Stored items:
◆ ◆ ◆ ◆

//! Linear trend model: least squares over chronological entry index.

use chrono::NaiveDate;

use super::{horizon, DayPrediction, ForecastKind, ForecastModel};
use crate::analytics::stats::{self, LinearFit};
use crate::types::Entry;

fn trend_word(slope: f64) -> &'static str {
    if slope > 0.0 {
        "improving"
    } else if slope < 0.0 {
        "declining"
    } else {
        "flat"
    }
}

/// Fit mood and energy against index and extrapolate past the newest entry.
///
/// Confidence starts at 76% for the first day and decays by 4 points per
/// day, bottoming out at 20%.
pub fn linear_trend_model(entries: &[Entry], as_of: NaiveDate, days: u32) -> Option<ForecastModel> {
    // entries are newest first; the fit wants oldest first
    let moods: Vec<f64> = entries.iter().rev().map(Entry::mood_f64).collect();
    let energies: Vec<f64> = entries.iter().rev().map(Entry::energy_f64).collect();
    let xs: Vec<f64> = (0..entries.len()).map(|i| i as f64).collect();

    let mood_fit = stats::linear_regression(&xs, &moods)?;
    let energy_fit = stats::linear_regression(&xs, &energies)?;
    let accuracy = ((stats::r_squared(&xs, &moods, &mood_fit)
        + stats::r_squared(&xs, &energies, &energy_fit))
        / 2.0)
        .max(0.0);

    let last_x = (entries.len() - 1) as f64;
    let predictions = horizon(as_of, days)
        .map(|(i, date)| predict_day(&mood_fit, &energy_fit, last_x + i as f64, i, date))
        .collect();

    Some(ForecastModel::new(
        "Linear Trend Forecast",
        ForecastKind::Linear,
        accuracy,
        format!(
            "Projects future mood and energy based on {} linear trends",
            trend_word(mood_fit.slope)
        ),
        predictions,
        vec![
            format!("Mood trend: {:+.3} per day", mood_fit.slope),
            format!("Energy trend: {:+.3} per day", energy_fit.slope),
            format!("R² accuracy: {:.1}%", accuracy * 100.0),
        ],
    ))
}

fn predict_day(mood_fit: &LinearFit, energy_fit: &LinearFit, x: f64, i: u32, date: NaiveDate) -> DayPrediction {
    let mood = mood_fit.predict(x);
    let confidence = (0.8 - 0.04 * i as f64).max(0.2);
    let reasoning = format!(
        "Linear trend: mood {} by {:.2}/day",
        trend_word(mood_fit.slope),
        mood_fit.slope.abs()
    );

    DayPrediction::new(date, mood, energy_fit.predict(x), confidence, reasoning)
        .with_risk(mood < 5.0, "Predicted low mood period")
        .with_opportunity(mood > 7.0, "High mood window - good for challenges")
}
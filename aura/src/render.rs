//! Text output for each command.

use aura_core::analytics::{
    AnalyzerRunResult, AnalyzerRunStatus, ConfidenceScore, CorrelationMatrix, DetailedStatistics,
    ForecastModel, Intervention, OutlookDay, PatternInsight,
};
use aura_core::format::{format_list, format_percent, format_relative_time, rating_bar};
use aura_core::Entry;
use chrono::Utc;

pub fn entries(entries: &[Entry]) {
    let now = Utc::now();
    for entry in entries {
        let short_id = &entry.id[..8.min(entry.id.len())];
        println!(
            "{}  {:>8}  mood {:>2}  energy {:>2}  {}",
            short_id,
            format_relative_time(entry.timestamp, now),
            entry.mood,
            entry.energy,
            entry.tags.join(", ")
        );
        if !entry.note.is_empty() {
            println!("          {}", entry.note);
        }
    }
}

pub fn statistics(stats: &DetailedStatistics) {
    println!(
        "{} entries over {} days",
        stats.entry_count, stats.time_span_days
    );
    println!();
    for (label, series) in [("Mood", &stats.mood), ("Energy", &stats.energy)] {
        println!(
            "{:<7} {}  mean {:.1}  median {:.0}  std {:.2}  range {:.0}-{:.0}",
            label,
            rating_bar(series.mean),
            series.mean,
            series.median,
            series.std_dev,
            series.min,
            series.max
        );
    }
    println!();
    println!("Longest positive streak: {}", stats.streaks.longest_positive);
    println!("Longest negative streak: {}", stats.streaks.longest_negative);
    match stats.volatility {
        Some(v) => println!("Volatility:              {:.2}", v),
        None => println!("Volatility:              -"),
    }
}

pub fn patterns(patterns: &[PatternInsight]) {
    if patterns.is_empty() {
        println!("No strong patterns detected yet.");
        return;
    }
    for p in patterns {
        println!("{} [{}] {:.1}/10", p.name, p.level.as_str(), p.strength);
        println!("  {}", p.description);
        println!("  -> {}", p.actionable);
    }
}

pub fn confidence(scores: &[ConfidenceScore]) {
    if scores.is_empty() {
        println!("No pattern is reliable enough to score yet.");
        return;
    }
    for s in scores {
        println!(
            "{}: {} ({}, {} data points, {})",
            s.pattern,
            format_percent(s.confidence),
            s.reliability.as_str(),
            s.data_points,
            s.timeframe
        );
        println!("  {}", s.description);
        for factor in &s.factors {
            println!("  - {}", factor);
        }
    }
}

pub fn forecasts(models: &[ForecastModel]) {
    if models.is_empty() {
        println!("No forecast model is accurate enough on this history yet.");
        return;
    }
    for model in models {
        println!(
            "{} ({}, {}% accuracy)",
            model.name,
            model.kind.as_str(),
            model.confidence
        );
        println!("  {}", model.description);
        for factor in &model.factors {
            println!("  - {}", factor);
        }
        for day in &model.predictions {
            println!(
                "  {} {:<9}  mood {:>4.1}  energy {:>4.1}  {:>3}%  {}",
                day.date, day.day_name, day.mood, day.energy, day.confidence, day.reasoning
            );
            if !day.risks.is_empty() {
                println!("      risks: {}", format_list(&day.risks));
            }
            if !day.opportunities.is_empty() {
                println!("      opportunities: {}", format_list(&day.opportunities));
            }
        }
        println!();
    }
}

pub fn outlook(days: &[OutlookDay]) {
    for day in days {
        println!(
            "{} {:<9}  mood {:>4.1}  energy {:>4.1}  ({}% confidence)",
            day.date, day.day_name, day.mood, day.energy, day.confidence
        );
        println!("  risks:         {}", format_list(&day.risks));
        println!("  opportunities: {}", format_list(&day.opportunities));
        println!("  suggestions:   {}", format_list(&day.suggestions));
    }
}

pub fn correlations(matrix: &CorrelationMatrix) {
    let width = matrix
        .variables
        .iter()
        .map(|v| v.chars().count())
        .max()
        .unwrap_or(0)
        .max(6);

    print!("{:width$}", "", width = width);
    for v in &matrix.variables {
        print!("  {:>width$}", v, width = width);
    }
    println!();
    for (name, row) in matrix.variables.iter().zip(&matrix.values) {
        print!("{:width$}", name, width = width);
        for value in row {
            print!("  {:>width$.2}", value, width = width);
        }
        println!();
    }

    println!();
    for cell in matrix.cells() {
        if cell.coefficient.abs() > 0.2 {
            println!(
                "{} ~ {}: {:+.2} ({})",
                cell.first,
                cell.second,
                cell.coefficient,
                cell.strength.as_str()
            );
        }
    }
}

pub fn interventions(suggestions: &[Intervention]) {
    let Some(first) = suggestions.first() else {
        println!("Latest mood is in line with your recent entries.");
        return;
    };
    println!(
        "Latest mood is well below your recent average of {:.1}.",
        first.baseline_mood
    );
    for s in suggestions {
        println!("  - {} ({} confidence)", s.text, s.confidence.as_str());
    }
}

pub fn run_results(results: &[AnalyzerRunResult]) {
    for result in results {
        let status_icon = match result.status {
            AnalyzerRunStatus::Success => "+",
            AnalyzerRunStatus::InsufficientData => "-",
        };
        println!(
            "[{}] {} ({} insights, {}ms)",
            status_icon,
            result.analyzer_name,
            result.insights_produced(),
            result.duration_ms
        );
        if result.status == AnalyzerRunStatus::InsufficientData {
            println!("      need more entries");
        }
        for insight in &result.insights {
            println!("      {}", insight.headline());
        }
    }
}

◆ ◆ ◆ ◆

Your goal: Scan the data above, find each line with "strength", and copy it.

Reply to the exercise:
        println!("{} [{}] {:.1}/10", p.name, p.level.as_str(), p.strength);
                cell.strength.as_str()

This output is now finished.